Google releases HEAL architecture, 4 steps to evaluate whether medical AI tools are fair

Estimated read time 9 min read

If you think of maintaining a healthy state as a race, not everyone can stand on the same starting line. Some people can finish the race smoothly, and some people can get help as soon as possible even if they fall, but some people may Face additional barriers because of economic circumstances, where you live, education level, race, or other factors.

“Health equity” means that everyone should have equal access to health and medical resources so that they can complete the race more calmly and achieve optimal health. Unfair treatment of disease prevention, diagnosis, and treatment for certain groups, such as racial minorities, people of low socioeconomic status, or individuals with limited access to health care, can significantly affect their quality of life and chances of survival. There is no doubt that increasing attention to “health equity” should become a global consensus to further address the root causes of inequality.

Nowadays, although machine learning, deep learning, etc. have “made achievements” in the medical and health field, they have even moved out of the laboratory and into the clinical frontline. While lamenting the powerful capabilities of AI, people should pay more attention to whether the implementation of this type of emerging technology will exacerbate the inequality of health resources?
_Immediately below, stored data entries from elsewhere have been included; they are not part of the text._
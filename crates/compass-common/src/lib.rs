//! compass-common: Shared types, errors and HTTP plumbing used across all Compass crates.

pub mod error;
pub mod entities;
pub mod templates;
pub mod sandbox;

// Re-export commonly used types
pub use entities::{DynamicQuestionState, HistoryAction, HistoryEntry, HistoryKind, Row};
pub use error::{CompassError, Result};
pub use templates::{TemplateConfig, TemplateKey};
//! Store error types.

use thiserror::Error;

pub type Result<T> = std::result::Result<T, StoreError>;

#[derive(Debug, Error)]
pub enum StoreError {
    #[error("IO error: {0}")]
    Io(#[from] std::io::Error),

    #[error("Serialization error: {0}")]
    Serialization(#[from] serde_json::Error),

    #[error("Invalid path: {0}")]
    InvalidPath(String),

    #[error("Document not found: {0}")]
    NotFound(String),

    #[error("Invalid backup file format")]
    InvalidBackup,

    #[error("{0}")]
    Invalid(String),
}
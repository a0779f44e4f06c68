//! Generic reshaping used when no processing function is available or it fails.

use std::cmp::Ordering;

use compass_common::Row;
use serde_json::{Number, Value};

const YEAR: &str = "year";

/// Reshape raw rows into something chartable without any question-specific logic.
///
/// * `year` + a method/type/label column + a count column → one row per year with a count per
///   cleaned method name;
/// * `year` only → one row per year with summed numeric columns and `normalized_<col>`;
/// * otherwise the rows are returned unchanged.
pub fn process_dynamic_data(rows: &[Row]) -> Vec<Row> {
    let Some(first) = rows.first() else {
        return Vec::new();
    };

    if first.contains_key(YEAR) {
        let method = first.keys().find(|k| is_method_key(k));
        let count = first
            .iter()
            .find(|(k, v)| {
                k.as_str() != YEAR
                    && Some(*k) != method
                    && (k.to_lowercase().contains("count") || as_number(v).is_some())
            })
            .map(|(k, _)| k);
        if let (Some(method), Some(count)) = (method, count) {
            return transform_method_data_by_year(rows, method, count);
        }
    }

    if rows.iter().any(|r| r.contains_key(YEAR)) {
        return group_by_year(rows);
    }

    rows.to_vec()
}

fn is_method_key(key: &str) -> bool {
    let key = key.to_lowercase();
    key != YEAR && (key.contains("method") || key.contains("type") || key.contains("label"))
}

/// Sum `count_field` per year and cleaned `method_field` value.
pub fn transform_method_data_by_year(rows: &[Row], method_field: &str, count_field: &str) -> Vec<Row> {
    let mut out: Vec<Row> = Vec::new();
    for row in rows {
        let Some(year) = row.get(YEAR).filter(|v| !v.is_null()) else {
            continue;
        };
        let year = year_value(year);
        let method = row.get(method_field).map(display).map(|m| clean_key(&m)).unwrap_or_default();
        if method.is_empty() {
            continue;
        }
        let count = row.get(count_field).and_then(as_number).unwrap_or(0.0);

        let idx = match out.iter().position(|r| r.get(YEAR) == Some(&year)) {
            Some(i) => i,
            None => {
                let mut r = Row::new();
                r.insert(YEAR.to_string(), year);
                out.push(r);
                out.len() - 1
            }
        };
        let bucket = &mut out[idx];
        let total = bucket.get(&method).and_then(as_number).unwrap_or(0.0) + count;
        bucket.insert(method, number(total));
    }
    out.sort_by(compare_years);
    out
}

fn group_by_year(rows: &[Row]) -> Vec<Row> {
    let mut groups: Vec<(Value, Vec<&Row>)> = Vec::new();
    for row in rows {
        let Some(year) = row.get(YEAR).filter(|v| !v.is_null()) else {
            continue;
        };
        let year = year_value(year);
        match groups.iter_mut().find(|(y, _)| *y == year) {
            Some((_, members)) => members.push(row),
            None => groups.push((year, vec![row])),
        }
    }

    let mut out: Vec<Row> = groups
        .into_iter()
        .map(|(year, members)| {
            let mut keys: Vec<&String> = Vec::new();
            for key in members.iter().flat_map(|r| r.keys()) {
                if key != YEAR && key != "paper" && !keys.contains(&key) {
                    keys.push(key);
                }
            }

            let mut r = Row::new();
            r.insert(YEAR.to_string(), year);
            for key in keys {
                let values: Vec<f64> = members.iter().filter_map(|m| m.get(key).and_then(as_number)).collect();
                if values.is_empty() {
                    continue;
                }
                let sum: f64 = values.iter().sum();
                let normalized = (sum / members.len() as f64 * 100.0 * 100.0).round() / 100.0;
                r.insert(key.clone(), number(sum));
                r.insert(format!("normalized_{key}"), number(normalized));
            }
            r
        })
        .collect();
    out.sort_by(compare_years);
    out
}

fn as_number(value: &Value) -> Option<f64> {
    match value {
        Value::Number(n) => n.as_f64(),
        Value::String(s) if !s.trim().is_empty() => s.trim().parse().ok(),
        _ => None,
    }
}

fn display(value: &Value) -> String {
    match value {
        Value::String(s) => s.clone(),
        other => other.to_string(),
    }
}

/// `"Case Study!"` → `"case_study"`.
fn clean_key(raw: &str) -> String {
    raw.chars()
        .filter(|c| c.is_alphanumeric() || c.is_whitespace())
        .collect::<String>()
        .split_whitespace()
        .collect::<Vec<_>>()
        .join("_")
        .to_lowercase()
}

fn year_value(value: &Value) -> Value {
    match value {
        Value::String(s) => s.trim().parse::<i64>().map(Value::from).unwrap_or_else(|_| value.clone()),
        other => other.clone(),
    }
}

fn number(f: f64) -> Value {
    if f.fract() == 0.0 && f.abs() < i64::MAX as f64 {
        Value::from(f as i64)
    } else {
        Number::from_f64(f).map(Value::Number).unwrap_or(Value::Null)
    }
}

fn compare_years(a: &Row, b: &Row) -> Ordering {
    match (a.get(YEAR), b.get(YEAR)) {
        (Some(Value::Number(x)), Some(Value::Number(y))) => {
            x.as_f64().partial_cmp(&y.as_f64()).unwrap_or(Ordering::Equal)
        }
        (Some(x), Some(y)) => display(x).cmp(&display(y)),
        _ => Ordering::Equal,
    }
}
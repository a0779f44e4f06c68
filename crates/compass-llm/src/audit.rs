//! Audit logging for LLM calls.

use chrono::Utc;
use serde::{Deserialize, Serialize};
use sha2::{Digest, Sha256};
use uuid::Uuid;

use crate::cost::CostBreakdown;

#[derive(Debug, Clone, Serialize, Deserialize)]
pub struct LlmAuditEntry {
    pub id: Uuid,
    pub session_id: Option<String>,
    pub model: String,
    pub provider: String,
    pub prompt_tokens: u32,
    pub completion_tokens: u32,
    pub cost_usd: f64,
    pub output_hash: String,
    pub latency_ms: u64,
    pub called_at: chrono::DateTime<Utc>,
}

impl LlmAuditEntry {
    pub fn new(session_id: Option<String>, cost: &CostBreakdown, output: &str, latency_ms: u64) -> Self {
        let mut hasher = Sha256::new();
        hasher.update(output.as_bytes());
        let output_hash = format!("{:x}", hasher.finalize());

        Self {
            id: Uuid::new_v4(),
            session_id,
            model: cost.model.clone(),
            provider: cost.provider.as_str().to_string(),
            prompt_tokens: cost.prompt_tokens,
            completion_tokens: cost.completion_tokens,
            cost_usd: cost.total_cost,
            output_hash,
            latency_ms,
            called_at: Utc::now(),
        }
    }
}

#[cfg(test)]
mod tests {
    use super::*;
    use crate::cost::calculate_cost;
    use crate::router::Provider;

    #[test]
    fn test_output_hash_is_stable() {
        let cost = calculate_cost(Provider::Mistral, "mistral-large-latest", 10, 10);
        let a = LlmAuditEntry::new(None, &cost, "SELECT ?x", 5);
        let b = LlmAuditEntry::new(Some("s1".into()), &cost, "SELECT ?x", 9);
        assert_eq!(a.output_hash, b.output_hash);
        assert_ne!(a.id, b.id);
        assert_eq!(a.output_hash.len(), 64);
        assert_eq!(a.provider, "mistral");
    }
}
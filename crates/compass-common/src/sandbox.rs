use reqwest::{Client, ClientBuilder};
use std::collections::HashSet;
use std::time::Duration;
use url::Url;
use crate::error::CompassError;

/// HTTP client that refuses to talk to hosts outside an allowlist.
/// Every outbound call Compass makes (triplestore, ORKG REST API) goes through here.
#[derive(Debug, Clone)]
pub struct SandboxClient {
    client: Client,
    allowlist: HashSet<String>,
}

impl SandboxClient {
    /// Creates a client allowing the ORKG hosts and loopback.
    pub fn new() -> Result<Self, CompassError> {
        Self::with_timeout(Duration::from_secs(30))
    }

    pub fn with_timeout(timeout: Duration) -> Result<Self, CompassError> {
        let domains = [
            "orkg.org",       // triplestore and REST API, incl. www.
            "localhost",
            "127.0.0.1",
        ];
        let allowlist = domains.iter().map(|d| d.to_string()).collect();

        let client = ClientBuilder::new()
            .timeout(timeout)
            .build()
            .map_err(|e| CompassError::Config(format!("Failed to build HTTP client: {}", e)))?;

        Ok(Self { client, allowlist })
    }

    /// Appends an exact hostname to the allowlist.
    pub fn allow_domain(&mut self, domain: &str) {
        self.allowlist.insert(domain.to_string());
    }

    /// Allows the host of `url`, e.g. a configured endpoint.
    pub fn allow_url(&mut self, url: &str) -> Result<(), CompassError> {
        let parsed = Url::parse(url).map_err(|e| CompassError::Config(format!("Invalid URL {url}: {e}")))?;
        let host = parsed
            .host_str()
            .ok_or_else(|| CompassError::Config(format!("URL has no host: {url}")))?;
        self.allow_domain(host);
        Ok(())
    }

    /// Exact match or subdomain of an allowed domain.
    pub fn is_allowed(&self, url: &str) -> bool {
        let Ok(parsed) = Url::parse(url) else { return false };
        let Some(host) = parsed.host_str() else { return false };
        self.allowlist
            .iter()
            .any(|allowed| host == allowed || host.ends_with(&format!(".{}", allowed)))
    }

    pub fn get(&self, url: &str) -> Result<reqwest::RequestBuilder, CompassError> {
        self.request(reqwest::Method::GET, url)
    }

    pub fn post(&self, url: &str) -> Result<reqwest::RequestBuilder, CompassError> {
        self.request(reqwest::Method::POST, url)
    }

    pub fn request(&self, method: reqwest::Method, url: &str) -> Result<reqwest::RequestBuilder, CompassError> {
        if !self.is_allowed(url) {
            return Err(CompassError::Security(format!(
                "domain not in allowlist for URL {}",
                url
            )));
        }
        Ok(self.client.request(method, url))
    }
}

#[cfg(test)]
mod tests {
    use super::*;

    #[test]
    fn test_orkg_hosts_allowed() {
        let client = SandboxClient::new().unwrap();
        assert!(client.is_allowed("https://orkg.org/triplestore"));
        assert!(client.is_allowed("https://www.orkg.org/api/statements/R1/bundle"));
        assert!(client.is_allowed("http://127.0.0.1:1234/sparql"));
    }

    #[test]
    fn test_foreign_hosts_rejected() {
        let client = SandboxClient::new().unwrap();
        assert!(!client.is_allowed("https://evilorkg.org/"));
        assert!(!client.is_allowed("https://example.com/"));
        assert!(!client.is_allowed("not a url"));
        assert!(client.get("https://example.com/").is_err());
    }

    #[test]
    fn test_allow_url_adds_host() {
        let mut client = SandboxClient::new().unwrap();
        client.allow_url("https://sparql.example.org/query").unwrap();
        assert!(client.is_allowed("https://sparql.example.org/other"));
    }
}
Health equity assessment diagram

  • Light blue bars represent pre-existing health outcomes
  • Dark blue bar chart illustrates the impact of an intervention on pre-existing health outcomes

To this end, the Google team developed the HEAL (The health equity framework) framework, which can quantitatively evaluate whether medical and health solutions based on machine learning are “fair”. Through this approach, the research team seeks to ensure that emerging health technologies effectively reduce health inequalities rather than inadvertently exacerbating them.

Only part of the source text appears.